Figure 3.

ZMAT3 or p53 depletion promotes alternative splicing of the CD44 pre-mRNA, resulting in an increased expression of the oncogenic isoforms CD44v2-10 and CD44v3-v10, and decreased expression of the standard isoform CD44s. (A) Schematic representation of some CD44 isoforms, with invariant exons 1–5 and the last four exons colored in red and variant exons 6–10 colored in blue. The bottom track shows RNA-seq coverage from HCT116 cells treated with ZMAT3 or control siRNAs.
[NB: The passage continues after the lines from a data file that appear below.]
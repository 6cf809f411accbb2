//! Storage Seam
//!
//! Abstract key-value store for the persisted snapshot.
//! The browser build backs it with `localStorage`; tests use `MemoryStore`.

use std::collections::HashMap;

use crate::error::{ChecklistError, ChecklistResult};

/// The single key the snapshot lives under
pub const STORAGE_KEY: &str = "checklist_with_summary_v3_structured";

/// String key-value store holding serialized snapshots
pub trait SnapshotStore {
    /// `Ok(None)` when nothing is stored under `key`
    fn read(&self, key: &str) -> ChecklistResult<Option<String>>;

    /// Overwrite whatever is stored under `key`
    fn write(&mut self, key: &str, value: &str) -> ChecklistResult<()>;

    fn remove(&mut self, key: &str) -> ChecklistResult<()>;
}

/// In-memory store
#[derive(Debug, Clone, Default)]
pub struct MemoryStore {
    entries: HashMap<String, String>,
    fail_writes: bool,
    unavailable: bool,
}

impl MemoryStore {
    pub fn new() -> Self {
        Self::default()
    }

    /// Store pre-seeded with a raw value (possibly malformed)
    pub fn with_entry(key: &str, value: &str) -> Self {
        let mut store = Self::new();
        store.entries.insert(key.to_string(), value.to_string());
        store
    }

    /// Make every subsequent write fail, like a full quota
    pub fn set_fail_writes(&mut self, fail: bool) {
        self.fail_writes = fail;
    }

    /// Make every call fail, like a browser with storage disabled
    pub fn set_unavailable(&mut self, unavailable: bool) {
        self.unavailable = unavailable;
    }

    fn check_available(&self) -> ChecklistResult<()> {
        if self.unavailable {
            return Err(ChecklistError::StorageUnavailable("storage disabled".to_string()));
        }
        Ok(())
    }

    pub fn get(&self, key: &str) -> Option<&str> {
        self.entries.get(key).map(String::as_str)
    }
}

impl SnapshotStore for MemoryStore {
    fn read(&self, key: &str) -> ChecklistResult<Option<String>> {
        self.check_available()?;
        Ok(self.entries.get(key).cloned())
    }

    fn write(&mut self, key: &str, value: &str) -> ChecklistResult<()> {
        self.check_available()?;
        if self.fail_writes {
            return Err(ChecklistError::StorageWrite("quota exceeded".to_string()));
        }
        self.entries.insert(key.to_string(), value.to_string());
        Ok(())
    }

    fn remove(&mut self, key: &str) -> ChecklistResult<()> {
        self.check_available()?;
        self.entries.remove(key);
        Ok(())
    }
}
The increase in PSI of each variant exon upon ZMAT3 silencing is indicated. The bottom track shows the distribution of cross-linked sequence reads from ZMAT3 PAR-CLIP experiments. (B) Genome browser track of ZMAT3 binding sites from all biological replicates across the CD44 gene showing the enrichment of ZMAT3 binding around the variant CD44 exons (left part) and proportion of binding sites at CD44 variant region/CD44 total RNA (right part). (C) Gene expression levels of CD44s, CD44v2-v10 or CD44v3-v10 upon ZMAT3 kd from RNA-seq in transcripts per million (TPM) (left), or RT-qPCR experiments (right). In the case of qPCR, we were only able to measure the expression of all CD44variants harboring v2 or v3 exons. (*) P < 0.05, (***) P < 0.001, (ns) nonsignificant. RT-qPCR values are the average of at least three biological replicates. (D) RT-qPCR quantification of CD44s, CD44v2, CD44v3, and known direct p53 targets (ZMAT3, p21, and the PURPL lincRNA) after p53 kd in HCT116 cells. (*) P < 0.05, (**) P < 0.01, (***) P < 0.001, (****) P < 0.0001, (ns) nonsignificant. RT-qPCR values are the average of at least three biological replicates. (E) Representative images of semiquantitative PCR from HCT116 cells following ZMAT3 or p53 kd. The forward primer was designed on exon 2 and reverse on exon 18 of CD44 mRNA. Bands were Sanger-sequenced to confirm the isoforms. (F) Immunoblots from HCT116 lysates for p53, CD44, ZMAT3, and GAPDH following p53 or ZMAT3 kd.